Und weil Vater nicht der erste und nicht der letzte Bauer gewesen war in diesem Jahr, als der Monsun das dritte Mal hintereinander ausblieb, der Gift schluckte oder sich an einem Baum erhängte, wurde eine Kommission eingerichtet. Eine fact-finding delegation, die herausfinden sollte, was wohl schuld sei an der Häufung von Selbstmorden in der Landbevölkerung. Und als die Kommission herausfand, dass nichts Ungewöhnliches herauszufinden war, dass es ebenso viele unterschiedliche Gründe wie Todesfälle gab, speiste man die Familien der Selbstmörder gnadenhalber, oder weil gerade Wahlen anstanden, bei denen man jede Stimme benötigte, mit jeweils drei lakh Rupien ab, dreihunderttausend Rupien also für jeden toten Vater und Alleinverdiener. Wenn die so Beschenkten dann ihre Schulden an die Gläubiger zurückgezahlt hatten, welche für die Kredite zwischen fünfundzwanzig und sechzig Prozent nahmen, blieb so gut wie nichts übrig. Jedenfalls nichts, mit dem man das letzte Schuljahr für den einzigen Sohn hätte berappen können.
In der allgemeinen Verzweiflung, als Mutter Grund und Boden für einen lächerlichen Betrag verkaufen musste und man die Heirat der Schwester, mitgiftlos, wie sie war, wieder absagte, tauchte er auf. Er, der ältere Bruder mit dem langen weißen Bart, wie man ihn in Kerala selten zu Gesicht bekam. Ein Mann, der sich um sie kümmerte und ihn, den Halbwüchsigen, mitnahm, hinüber in die große Stadt, die einmal Madras geheißen hatte. Ein älterer Bruder, der ihn wie ein wahrer Maharadscha in seinem weißen steinernen Haus aufnahm, als wäre er, der unwürdige Sohn eines Selbstmörders, sein eigen Fleisch und Blut. Der ihm Arbeit und Essen gab und ihn für seine Dienste sogar noch bezahlte, wodurch Ajith in die Lage versetzt wurde, seinen Teil dazu beizutragen, dass Mutter und Schwester nicht länger betteln mussten und wieder ein Dach über dem Kopf bekamen. All das dank eines bärtigen Fremden, der sich aus Kastengrenzen nichts machte. Der wie ein wahrer Vater an ihm handelte, bis zum heutigen Tag.

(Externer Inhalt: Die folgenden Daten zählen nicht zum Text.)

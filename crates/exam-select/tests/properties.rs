//! Order-insensitive invariants of the resolver, checked against random
//! change sequences over the bundled catalog.

use std::collections::BTreeSet;

use proptest::prelude::*;

use exam_catalog::Catalog;
use exam_model::tokens::{BILINGUAL_TOKEN, Language, Level};
use exam_select::{FieldChange, Selection, resolve};

fn bundled() -> Catalog {
    Catalog::load_default().expect("load bundled catalog")
}

/// Every exam code, subject name, and year in the catalog, plus values the
/// catalog does not know, so sequences also exercise the graceful paths.
fn change_strategy() -> impl Strategy<Value = FieldChange> {
    let catalog = bundled();

    let mut exams: Vec<String> = catalog
        .exam_codes()
        .iter()
        .map(|code| (*code).to_string())
        .collect();
    let mut subjects: BTreeSet<String> = BTreeSet::new();
    let mut years: BTreeSet<String> = BTreeSet::new();
    for exam in catalog.exam_codes() {
        for subject in catalog.subject_names(exam) {
            years.extend(catalog.years(exam, &subject));
            subjects.insert(subject);
        }
    }
    exams.push("zz".to_string());
    subjects.insert("No Such Subject".to_string());
    years.insert("1900".to_string());

    let subjects: Vec<String> = subjects.into_iter().collect();
    let years: Vec<String> = years.into_iter().collect();
    let levels: Vec<Level> = Level::all().to_vec();
    let langs: Vec<Language> = Language::all().to_vec();

    prop_oneof![
        proptest::sample::select(exams).prop_map(FieldChange::Exam),
        proptest::sample::select(subjects).prop_map(FieldChange::Subject),
        proptest::sample::select(years).prop_map(FieldChange::Year),
        proptest::sample::select(levels).prop_map(FieldChange::Level),
        proptest::sample::select(langs).prop_map(FieldChange::Lang),
    ]
}

fn assert_invariants(catalog: &Catalog, selection: &Selection) {
    // Subject and year are members of their lists, or the deterministic
    // empty fallback.
    if selection.subjects.is_empty() {
        assert_eq!(selection.subject, "");
    } else {
        assert!(selection.subjects.contains(&selection.subject));
    }
    if selection.years.is_empty() {
        assert_eq!(selection.year, "");
    } else {
        assert!(selection.years.contains(&selection.year));
    }

    // Subjects sorted ascending and unique; years descending and unique.
    assert!(selection.subjects.windows(2).all(|w| w[0] < w[1]));
    assert!(selection.years.windows(2).all(|w| w[0] > w[1]));

    // The subject list matches the catalog exactly.
    assert_eq!(selection.subjects, catalog.subject_names(&selection.exam));
    assert_eq!(
        selection.years,
        catalog.years(&selection.exam, &selection.subject)
    );

    // A selected option is always enabled; None means nothing was.
    match selection.level {
        Some(level) => assert!(
            selection
                .levels
                .iter()
                .any(|c| c.value == level && !c.disabled)
        ),
        None => assert!(selection.levels.iter().all(|c| c.disabled)),
    }
    match selection.lang {
        Some(lang) => assert!(
            selection
                .langs
                .iter()
                .any(|c| c.value == lang && !c.disabled)
        ),
        None => assert!(selection.langs.iter().all(|c| c.disabled)),
    }

    // Every visible path encodes the current level and satisfies the
    // language filter (own token or the bilingual marker).
    for paper in &selection.papers {
        let level = selection.level.expect("papers imply a selected level");
        assert!(level.matches(&paper.relative_path));
        match selection.lang {
            Some(lang) => assert!(lang.matches(&paper.relative_path)),
            None => assert!(paper.relative_path.contains(BILINGUAL_TOKEN)),
        }
    }
}

proptest! {
    #[test]
    fn cascades_preserve_invariants(changes in proptest::collection::vec(change_strategy(), 1..12)) {
        let catalog = bundled();
        let mut selection = Selection::initial(&catalog);
        assert_invariants(&catalog, &selection);

        for change in changes {
            selection = resolve(&catalog, &selection, change);
            assert_invariants(&catalog, &selection);
        }
    }

    #[test]
    fn rederiving_the_current_year_is_identity(changes in proptest::collection::vec(change_strategy(), 1..8)) {
        let catalog = bundled();
        let mut selection = Selection::initial(&catalog);
        for change in changes {
            selection = resolve(&catalog, &selection, change);
        }

        if !selection.year.is_empty() {
            let rederived = resolve(&catalog, &selection, FieldChange::Year(selection.year.clone()));
            prop_assert_eq!(&rederived, &selection);
        }
    }
}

Nicht wie jener, der die Seinen alleine zurückließ.
Ihm, dem älteren Bruder, als der er sich ansprechen ließ, ihm allein galt seither Ajiths ganze Hingebung. Seine Treue. Bis in den Tod.
Nicht umsonst trug er diesen Namen: Ajith. Der, der nicht zu besiegen ist. Und war er nicht ein Nair, ein Abkömmling der alten Kriegerkaste? Wenn auch die Nairs ihre hohe Stellung längst verloren hatten – ihr Erbe trug er im Blut.
Vor allem aber war er ein Profi. Und ein Profi wusste nie, welchen Auftrag er als Nächstes erhielt.
Wen er als Nächsten zu eliminieren hatte.